>>>>
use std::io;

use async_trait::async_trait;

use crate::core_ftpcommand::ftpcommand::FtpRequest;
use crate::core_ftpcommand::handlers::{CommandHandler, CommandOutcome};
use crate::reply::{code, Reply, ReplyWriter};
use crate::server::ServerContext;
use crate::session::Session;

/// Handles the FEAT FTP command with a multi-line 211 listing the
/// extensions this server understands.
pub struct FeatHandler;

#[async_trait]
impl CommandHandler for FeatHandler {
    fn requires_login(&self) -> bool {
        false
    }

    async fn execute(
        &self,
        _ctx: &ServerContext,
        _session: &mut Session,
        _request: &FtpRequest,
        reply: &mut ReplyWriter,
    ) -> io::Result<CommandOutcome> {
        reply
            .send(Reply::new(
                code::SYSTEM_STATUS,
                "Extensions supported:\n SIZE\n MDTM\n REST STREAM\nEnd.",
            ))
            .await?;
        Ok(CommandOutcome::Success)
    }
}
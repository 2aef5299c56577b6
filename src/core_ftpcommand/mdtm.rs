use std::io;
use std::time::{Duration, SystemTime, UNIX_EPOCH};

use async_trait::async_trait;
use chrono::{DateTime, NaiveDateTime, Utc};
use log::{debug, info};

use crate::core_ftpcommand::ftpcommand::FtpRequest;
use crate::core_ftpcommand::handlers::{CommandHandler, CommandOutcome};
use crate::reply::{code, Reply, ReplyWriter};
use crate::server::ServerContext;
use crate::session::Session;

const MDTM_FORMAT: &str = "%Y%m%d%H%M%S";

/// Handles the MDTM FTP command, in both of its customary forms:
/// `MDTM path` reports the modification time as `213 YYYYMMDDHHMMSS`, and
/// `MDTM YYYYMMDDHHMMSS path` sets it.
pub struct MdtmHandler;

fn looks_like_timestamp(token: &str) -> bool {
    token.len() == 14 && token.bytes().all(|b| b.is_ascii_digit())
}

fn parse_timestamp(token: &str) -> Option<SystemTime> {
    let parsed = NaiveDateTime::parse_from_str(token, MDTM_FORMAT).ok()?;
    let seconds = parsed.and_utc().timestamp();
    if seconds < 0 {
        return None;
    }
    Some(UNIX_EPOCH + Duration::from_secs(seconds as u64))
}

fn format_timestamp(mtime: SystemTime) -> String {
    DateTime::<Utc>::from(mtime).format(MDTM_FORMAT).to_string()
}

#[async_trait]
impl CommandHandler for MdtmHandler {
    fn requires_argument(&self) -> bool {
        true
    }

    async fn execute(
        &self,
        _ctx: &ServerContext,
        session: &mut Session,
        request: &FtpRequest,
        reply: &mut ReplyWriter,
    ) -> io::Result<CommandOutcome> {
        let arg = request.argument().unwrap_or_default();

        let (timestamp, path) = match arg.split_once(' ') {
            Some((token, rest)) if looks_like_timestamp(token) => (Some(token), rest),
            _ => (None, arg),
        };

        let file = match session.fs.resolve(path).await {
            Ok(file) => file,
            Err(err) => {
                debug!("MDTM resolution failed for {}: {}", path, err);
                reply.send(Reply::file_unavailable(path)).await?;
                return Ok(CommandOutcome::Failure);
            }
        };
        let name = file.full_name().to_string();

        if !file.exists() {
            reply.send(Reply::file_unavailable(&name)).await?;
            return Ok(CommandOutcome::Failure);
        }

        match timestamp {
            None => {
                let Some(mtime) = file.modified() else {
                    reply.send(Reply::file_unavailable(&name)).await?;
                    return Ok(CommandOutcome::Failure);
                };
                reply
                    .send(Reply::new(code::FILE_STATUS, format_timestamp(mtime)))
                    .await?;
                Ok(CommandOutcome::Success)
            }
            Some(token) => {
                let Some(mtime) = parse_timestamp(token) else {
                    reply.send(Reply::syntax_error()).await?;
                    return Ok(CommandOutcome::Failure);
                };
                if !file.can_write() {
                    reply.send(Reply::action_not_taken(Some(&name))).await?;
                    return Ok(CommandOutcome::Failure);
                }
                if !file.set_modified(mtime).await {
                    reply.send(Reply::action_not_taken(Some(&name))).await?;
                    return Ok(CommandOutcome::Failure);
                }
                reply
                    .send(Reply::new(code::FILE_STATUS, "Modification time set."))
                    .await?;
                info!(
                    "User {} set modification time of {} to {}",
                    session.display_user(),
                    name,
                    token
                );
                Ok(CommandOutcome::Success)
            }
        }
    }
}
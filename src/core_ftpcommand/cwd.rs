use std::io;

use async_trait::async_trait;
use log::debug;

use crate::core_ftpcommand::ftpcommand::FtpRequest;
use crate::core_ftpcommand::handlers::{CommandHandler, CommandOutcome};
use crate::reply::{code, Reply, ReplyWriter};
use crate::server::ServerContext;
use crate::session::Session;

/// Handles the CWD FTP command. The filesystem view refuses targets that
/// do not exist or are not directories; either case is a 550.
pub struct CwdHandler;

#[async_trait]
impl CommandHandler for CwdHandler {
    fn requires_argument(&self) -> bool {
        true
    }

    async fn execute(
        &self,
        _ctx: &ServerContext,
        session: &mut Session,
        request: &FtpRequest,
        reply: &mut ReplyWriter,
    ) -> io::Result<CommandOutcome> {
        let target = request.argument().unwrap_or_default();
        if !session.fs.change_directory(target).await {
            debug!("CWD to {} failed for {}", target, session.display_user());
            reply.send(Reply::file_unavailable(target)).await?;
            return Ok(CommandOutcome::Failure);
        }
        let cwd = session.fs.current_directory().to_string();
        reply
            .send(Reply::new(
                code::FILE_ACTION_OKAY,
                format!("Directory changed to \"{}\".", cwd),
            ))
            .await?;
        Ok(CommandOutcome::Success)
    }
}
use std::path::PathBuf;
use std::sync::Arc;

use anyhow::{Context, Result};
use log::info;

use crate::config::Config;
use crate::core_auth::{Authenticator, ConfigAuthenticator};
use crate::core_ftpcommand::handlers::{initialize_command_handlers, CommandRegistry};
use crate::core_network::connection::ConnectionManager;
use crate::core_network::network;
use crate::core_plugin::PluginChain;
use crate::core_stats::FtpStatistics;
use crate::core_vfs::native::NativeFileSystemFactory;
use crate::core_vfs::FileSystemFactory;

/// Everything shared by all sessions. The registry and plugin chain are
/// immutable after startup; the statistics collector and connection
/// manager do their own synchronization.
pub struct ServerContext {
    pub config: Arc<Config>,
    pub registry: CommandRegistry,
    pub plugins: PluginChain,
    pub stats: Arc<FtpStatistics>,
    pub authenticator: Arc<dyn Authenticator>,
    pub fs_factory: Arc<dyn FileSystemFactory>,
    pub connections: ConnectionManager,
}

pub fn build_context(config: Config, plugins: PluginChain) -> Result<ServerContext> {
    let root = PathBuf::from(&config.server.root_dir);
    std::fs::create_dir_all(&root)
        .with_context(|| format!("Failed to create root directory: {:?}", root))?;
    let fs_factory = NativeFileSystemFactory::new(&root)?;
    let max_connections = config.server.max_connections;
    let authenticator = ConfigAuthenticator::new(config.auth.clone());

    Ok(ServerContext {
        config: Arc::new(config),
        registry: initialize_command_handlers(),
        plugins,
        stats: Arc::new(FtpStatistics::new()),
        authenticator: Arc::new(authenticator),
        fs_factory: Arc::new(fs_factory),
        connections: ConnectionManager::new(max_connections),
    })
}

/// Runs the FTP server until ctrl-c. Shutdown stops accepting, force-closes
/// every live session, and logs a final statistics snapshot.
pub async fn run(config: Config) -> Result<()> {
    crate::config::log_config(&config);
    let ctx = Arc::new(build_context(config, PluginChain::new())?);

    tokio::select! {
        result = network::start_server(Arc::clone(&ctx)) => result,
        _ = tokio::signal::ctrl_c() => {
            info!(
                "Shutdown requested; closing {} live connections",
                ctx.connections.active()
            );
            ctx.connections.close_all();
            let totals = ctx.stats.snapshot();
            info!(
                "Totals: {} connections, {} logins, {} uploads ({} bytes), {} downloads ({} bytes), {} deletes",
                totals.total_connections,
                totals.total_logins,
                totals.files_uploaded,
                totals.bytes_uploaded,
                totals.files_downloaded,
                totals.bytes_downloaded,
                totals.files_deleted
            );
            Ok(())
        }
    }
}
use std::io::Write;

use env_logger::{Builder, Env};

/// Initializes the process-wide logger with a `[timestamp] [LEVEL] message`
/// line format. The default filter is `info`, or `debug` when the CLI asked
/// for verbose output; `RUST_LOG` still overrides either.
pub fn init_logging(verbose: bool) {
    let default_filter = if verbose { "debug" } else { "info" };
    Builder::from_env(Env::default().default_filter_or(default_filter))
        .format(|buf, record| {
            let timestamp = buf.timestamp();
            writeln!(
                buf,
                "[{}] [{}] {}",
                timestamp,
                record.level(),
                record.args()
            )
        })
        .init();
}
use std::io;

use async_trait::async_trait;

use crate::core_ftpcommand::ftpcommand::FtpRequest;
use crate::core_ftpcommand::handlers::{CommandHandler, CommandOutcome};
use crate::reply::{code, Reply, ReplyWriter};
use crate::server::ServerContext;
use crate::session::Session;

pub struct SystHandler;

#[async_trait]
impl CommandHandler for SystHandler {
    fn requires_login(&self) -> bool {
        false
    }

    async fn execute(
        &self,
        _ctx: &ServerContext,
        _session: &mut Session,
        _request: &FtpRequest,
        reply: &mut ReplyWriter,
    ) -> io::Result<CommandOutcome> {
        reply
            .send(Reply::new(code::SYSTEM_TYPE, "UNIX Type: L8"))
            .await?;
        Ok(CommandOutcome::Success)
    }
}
<<<<
>>>>
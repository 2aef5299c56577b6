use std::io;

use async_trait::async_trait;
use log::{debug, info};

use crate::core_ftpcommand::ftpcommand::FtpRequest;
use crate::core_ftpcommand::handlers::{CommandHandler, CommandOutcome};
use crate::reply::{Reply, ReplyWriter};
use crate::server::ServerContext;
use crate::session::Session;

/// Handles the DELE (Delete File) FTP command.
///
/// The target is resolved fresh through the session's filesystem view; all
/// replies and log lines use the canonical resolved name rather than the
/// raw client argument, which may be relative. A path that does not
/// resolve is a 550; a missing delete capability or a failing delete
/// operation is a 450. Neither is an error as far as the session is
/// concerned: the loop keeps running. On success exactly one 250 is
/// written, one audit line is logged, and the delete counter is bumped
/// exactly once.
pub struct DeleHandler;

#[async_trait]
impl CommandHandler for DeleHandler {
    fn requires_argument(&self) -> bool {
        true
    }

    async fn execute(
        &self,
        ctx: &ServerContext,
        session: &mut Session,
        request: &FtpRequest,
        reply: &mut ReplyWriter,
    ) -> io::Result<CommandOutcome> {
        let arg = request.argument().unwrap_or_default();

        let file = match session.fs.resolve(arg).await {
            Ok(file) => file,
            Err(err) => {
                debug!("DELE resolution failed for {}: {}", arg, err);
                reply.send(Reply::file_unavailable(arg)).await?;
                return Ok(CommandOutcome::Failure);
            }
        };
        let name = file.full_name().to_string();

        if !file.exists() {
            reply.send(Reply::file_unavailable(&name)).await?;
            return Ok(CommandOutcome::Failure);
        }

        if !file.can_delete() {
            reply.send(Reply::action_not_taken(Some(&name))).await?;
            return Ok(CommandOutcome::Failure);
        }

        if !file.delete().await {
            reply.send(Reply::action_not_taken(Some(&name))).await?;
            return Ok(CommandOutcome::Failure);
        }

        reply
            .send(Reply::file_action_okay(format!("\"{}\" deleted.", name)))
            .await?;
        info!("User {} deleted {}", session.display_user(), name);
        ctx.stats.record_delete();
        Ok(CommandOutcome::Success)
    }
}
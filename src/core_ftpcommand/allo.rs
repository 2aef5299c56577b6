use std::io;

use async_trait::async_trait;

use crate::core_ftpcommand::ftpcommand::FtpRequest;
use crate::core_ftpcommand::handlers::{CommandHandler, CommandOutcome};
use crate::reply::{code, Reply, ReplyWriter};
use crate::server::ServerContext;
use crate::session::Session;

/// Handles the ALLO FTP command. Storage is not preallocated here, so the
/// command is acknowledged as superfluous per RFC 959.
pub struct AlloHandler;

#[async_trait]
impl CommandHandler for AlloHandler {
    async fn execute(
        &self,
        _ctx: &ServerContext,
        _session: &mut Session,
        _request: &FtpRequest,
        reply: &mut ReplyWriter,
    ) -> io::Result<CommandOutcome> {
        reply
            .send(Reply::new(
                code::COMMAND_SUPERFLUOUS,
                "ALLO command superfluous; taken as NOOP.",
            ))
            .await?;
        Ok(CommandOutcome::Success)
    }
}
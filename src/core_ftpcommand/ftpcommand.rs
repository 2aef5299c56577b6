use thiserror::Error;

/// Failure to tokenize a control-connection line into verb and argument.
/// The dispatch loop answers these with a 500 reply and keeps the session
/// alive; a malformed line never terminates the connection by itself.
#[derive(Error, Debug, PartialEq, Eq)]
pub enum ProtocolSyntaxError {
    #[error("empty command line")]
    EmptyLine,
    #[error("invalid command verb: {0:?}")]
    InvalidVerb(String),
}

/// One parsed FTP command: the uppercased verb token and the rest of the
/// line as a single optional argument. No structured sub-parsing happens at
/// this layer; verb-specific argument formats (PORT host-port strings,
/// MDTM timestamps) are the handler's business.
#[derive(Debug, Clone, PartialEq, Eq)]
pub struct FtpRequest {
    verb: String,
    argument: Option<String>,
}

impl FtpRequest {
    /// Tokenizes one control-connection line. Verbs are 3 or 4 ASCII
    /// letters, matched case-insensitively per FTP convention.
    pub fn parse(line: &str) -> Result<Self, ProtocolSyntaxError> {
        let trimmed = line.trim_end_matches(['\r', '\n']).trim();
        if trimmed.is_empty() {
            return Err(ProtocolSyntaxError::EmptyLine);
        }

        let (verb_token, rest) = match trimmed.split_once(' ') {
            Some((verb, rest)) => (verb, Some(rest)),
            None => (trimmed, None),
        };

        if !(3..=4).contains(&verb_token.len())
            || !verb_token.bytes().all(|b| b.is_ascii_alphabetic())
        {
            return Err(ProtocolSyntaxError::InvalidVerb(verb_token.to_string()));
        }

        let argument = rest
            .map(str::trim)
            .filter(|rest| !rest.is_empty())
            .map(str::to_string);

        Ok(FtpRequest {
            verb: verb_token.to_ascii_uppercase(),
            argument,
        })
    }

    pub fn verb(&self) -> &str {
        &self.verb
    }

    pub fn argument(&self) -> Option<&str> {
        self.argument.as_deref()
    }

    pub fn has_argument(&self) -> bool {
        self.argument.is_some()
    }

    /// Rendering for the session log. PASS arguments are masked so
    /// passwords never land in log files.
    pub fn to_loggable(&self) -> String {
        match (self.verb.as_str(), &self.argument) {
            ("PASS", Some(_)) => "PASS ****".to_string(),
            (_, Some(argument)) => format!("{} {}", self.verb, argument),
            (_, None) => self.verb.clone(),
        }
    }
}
<<<<
■ Exercise objective
Among the preceding records, how many lines include the word "seconds"? Reply with the number only.

■ Answer to this exercise
3